As you can see in that link, I’ve granted the account-control
interface to the snap, but for the account control parts of cloud-init to run successfully, I’ve found a couple of gaps to make passwd
work (which I filled using a system-files
interface):
- write access to
/etc/.pwd.lock
was required
-
passwd
also expects to be able to write a temporary file of the form /etc/shadow.NNNNN
; the only way I found to express write access to this via system-files
was to make all of /etc
writable
- (This line is commented out in the linked MP, because it obviously made it difficult to identify any other files in
/etc
that I might need different permissions on)
Should the account-control
interface include rules for these files by default?
AFAIK account-control
is for user management on core, where /etc/
isn’t writable at all; you’re expected to use extrausers for everything.
1 Like
If that is the case, then we should probably update https://docs.snapcraft.io/the-account-control-interface/7746 to make that clearer.
@chipaca is correct, but the interface is exposed on classic.

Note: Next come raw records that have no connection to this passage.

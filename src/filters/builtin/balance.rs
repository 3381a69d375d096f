//! Gray-world color balance.
//!
//! Two passes: whole-image channel statistics first, then a per-pixel rescale
//! through the shared column scan. The first pass neither reports progress nor
//! polls cancellation.

use crate::core::error::{Channel, FilterError, FilterResult};
use crate::core::filter::{Category, Filter, FilterMetadata};
use crate::core::types::{channel_from_f64, Color, Image};
use crate::execution::progress::ProgressSink;
use crate::execution::scan::{scan_columns, ScanOptions};
use crate::filters::registry::FilterRegistry;
use image::Rgb;
use log::{debug, warn};

/// Register balance filters.
pub fn register(registry: &mut FilterRegistry) {
    registry.register(|| Ok(Box::new(GrayWorld::new())));
}

/// Per-channel means.
///
/// Channel sums are divided by `width + height` rather than the pixel count.
/// The divisor cancels in the per-pixel ratio `average / mean`.
#[derive(Debug, Clone, Copy, PartialEq)]
pub struct ChannelMeans {
    /// Red channel mean.
    pub red: f64,
    /// Green channel mean.
    pub green: f64,
    /// Blue channel mean.
    pub blue: f64,
}

impl ChannelMeans {
    /// Accumulate statistics over every pixel of `source`.
    pub fn from_image(source: &Image) -> Self {
        let mut sums = [0.0f64; 3];
        for pixel in source.pixels() {
            sums[0] += pixel[0] as f64;
            sums[1] += pixel[1] as f64;
            sums[2] += pixel[2] as f64;
        }

        let divisor = (source.width() as f64 + source.height() as f64).max(1.0);
        Self {
            red: sums[0] / divisor,
            green: sums[1] / divisor,
            blue: sums[2] / divisor,
        }
    }

    /// Mean of one channel.
    pub fn get(&self, channel: Channel) -> f64 {
        match channel {
            Channel::Red => self.red,
            Channel::Green => self.green,
            Channel::Blue => self.blue,
        }
    }

    /// `(red + green + blue) / 3`.
    pub fn average(&self) -> f64 {
        (self.red + self.green + self.blue) / 3.0
    }
}

/// Rescales each channel so the image average becomes neutral gray.
#[derive(Debug, Clone, Copy, Default)]
pub struct GrayWorld {
    allow_degenerate: bool,
}

impl GrayWorld {
    /// Gray world that rejects images with an empty channel.
    pub fn new() -> Self {
        Self::default()
    }

    /// Leave zero-mean channels unscaled instead of failing.
    pub fn with_allow_degenerate(mut self, allow: bool) -> Self {
        self.allow_degenerate = allow;
        self
    }

    /// Per-channel multipliers `average / mean`.
    pub fn scale_factors(&self, means: &ChannelMeans) -> FilterResult<[f64; 3]> {
        let average = means.average();
        let mut factors = [1.0; 3];

        for channel in Channel::ALL {
            let mean = means.get(channel);
            if mean == 0.0 {
                if !self.allow_degenerate {
                    return Err(FilterError::DivideByZero { channel });
                }
                warn!("{} channel mean is 0; leaving it unscaled", channel);
                continue;
            }
            factors[channel.index()] = average / mean;
        }

        Ok(factors)
    }
}

impl Filter for GrayWorld {
    fn metadata(&self) -> FilterMetadata {
        FilterMetadata::new(
            "gray_world",
            "Gray World",
            Category::Adjust,
            "Balance colors so the image average is neutral gray",
        )
    }

    /// The balanced color depends on whole-image statistics, which only
    /// [`Filter::process_image`] computes; in isolation the source pixel is
    /// returned unchanged.
    fn compute_pixel(&self, source: &Image, x: u32, y: u32) -> Color {
        *source.get_pixel(x, y)
    }

    fn process_image_with(
        &self,
        source: &Image,
        progress: &dyn ProgressSink,
        options: &ScanOptions,
    ) -> FilterResult<Image> {
        if source.width() == 0 || source.height() == 0 {
            return scan_columns(source, progress, options, |img, x, y| *img.get_pixel(x, y));
        }

        let means = ChannelMeans::from_image(source);
        let factors = self.scale_factors(&means)?;
        debug!("gray world means {:?}, factors {:?}", means, factors);

        let average = means.average();
        let scaled = |value: u8, channel: Channel| -> u8 {
            let mean = means.get(channel);
            if mean == 0.0 {
                value
            } else {
                channel_from_f64(value as f64 * average / mean)
            }
        };

        scan_columns(source, progress, options, |img, x, y| {
            let p = img.get_pixel(x, y);
            Rgb([
                scaled(p[0], Channel::Red),
                scaled(p[1], Channel::Green),
                scaled(p[2], Channel::Blue),
            ])
        })
    }
}

#[cfg(test)]
mod tests {
    use super::*;
    use crate::execution::progress::{NullProgress, ProgressTracker};

    #[test]
    fn test_means_use_width_plus_height() {
        let source = Image::from_pixel(3, 1, Rgb([30, 60, 90]));
        let means = ChannelMeans::from_image(&source);
        assert_eq!(means.red, 22.5);
        assert_eq!(means.green, 45.0);
        assert_eq!(means.blue, 67.5);
        assert_eq!(means.average(), 45.0);
    }

    #[test]
    fn test_uniform_color_becomes_gray() {
        let source = Image::from_pixel(3, 1, Rgb([30, 60, 90]));
        let result = GrayWorld::new().process_image(&source, &NullProgress).unwrap();
        assert!(result.pixels().all(|p| *p == Rgb([60, 60, 60])));
    }

    #[test]
    fn test_zero_channel_fails() {
        let source = Image::from_pixel(2, 2, Rgb([10, 0, 20]));
        let err = GrayWorld::new()
            .process_image(&source, &NullProgress)
            .unwrap_err();
        assert!(matches!(err, FilterError::DivideByZero { channel: Channel::Green }));
    }

    #[test]
    fn test_zero_channel_left_unscaled_when_allowed() {
        let source = Image::from_pixel(2, 2, Rgb([10, 0, 20]));
        let result = GrayWorld::new()
            .with_allow_degenerate(true)
            .process_image(&source, &NullProgress)
            .unwrap();
        assert!(result.pixels().all(|p| *p == Rgb([10, 0, 10])));
    }

    #[test]
    fn test_cancellation_honored_in_second_pass() {
        let source = Image::from_pixel(4, 4, Rgb([1, 2, 3]));
        let tracker = ProgressTracker::new();
        tracker.cancel();
        let result = GrayWorld::new().process_image(&source, &tracker);
        assert!(matches!(result, Err(FilterError::Cancelled)));
    }

    #[test]
    fn test_balance_scales_channels_independently() {
        let mut source = Image::from_pixel(2, 1, Rgb([100, 100, 100]));
        source.put_pixel(1, 0, Rgb([200, 100, 0]));
        // Sums 300/200/100 over (2 + 1): means 100, 66.67, 33.33; average 66.67
        let result = GrayWorld::new().process_image(&source, &NullProgress).unwrap();
        assert_eq!(*result.get_pixel(0, 0), Rgb([66, 100, 200]));
        assert_eq!(*result.get_pixel(1, 0), Rgb([133, 100, 0]));
    }

    #[test]
    fn test_empty_image() {
        let source = Image::new(0, 3);
        let result = GrayWorld::new().process_image(&source, &NullProgress).unwrap();
        assert_eq!(result.dimensions(), (0, 3));
    }
}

There is a historical context with this interface. @niemeyer expressed a concern about the wide access the interface provides which is why today we have this comment in the policy:
# Only allow modifying the non-system extrausers database
We probably/possibly shouldn’t be exposing it on classic… I think what is needed (and @pedronis and/or @niemeyer can comment/correct me) is for snapd to gain an api for creating users on the snap’s behalf so it is in a position to mediate what is created and how (eg, system users with disabled passwords, etc). With all that in place, then cloud-init could talk to snapd. There would need to be design work on what cloud-init requires (AIUI, it can configure users in all kinds of ways) and how snapd would mediate that.
1 Like
I’ll also mention that working with extrausers is one thing, but working with system users is another, especially considering the wide privileged write access to things like /etc/passwd, /etc/shadow, creating/deleting arbitrary home directories, etc.
1 Like
I’ve just updated it. @jdstrand, @chipaca, how does that look to you?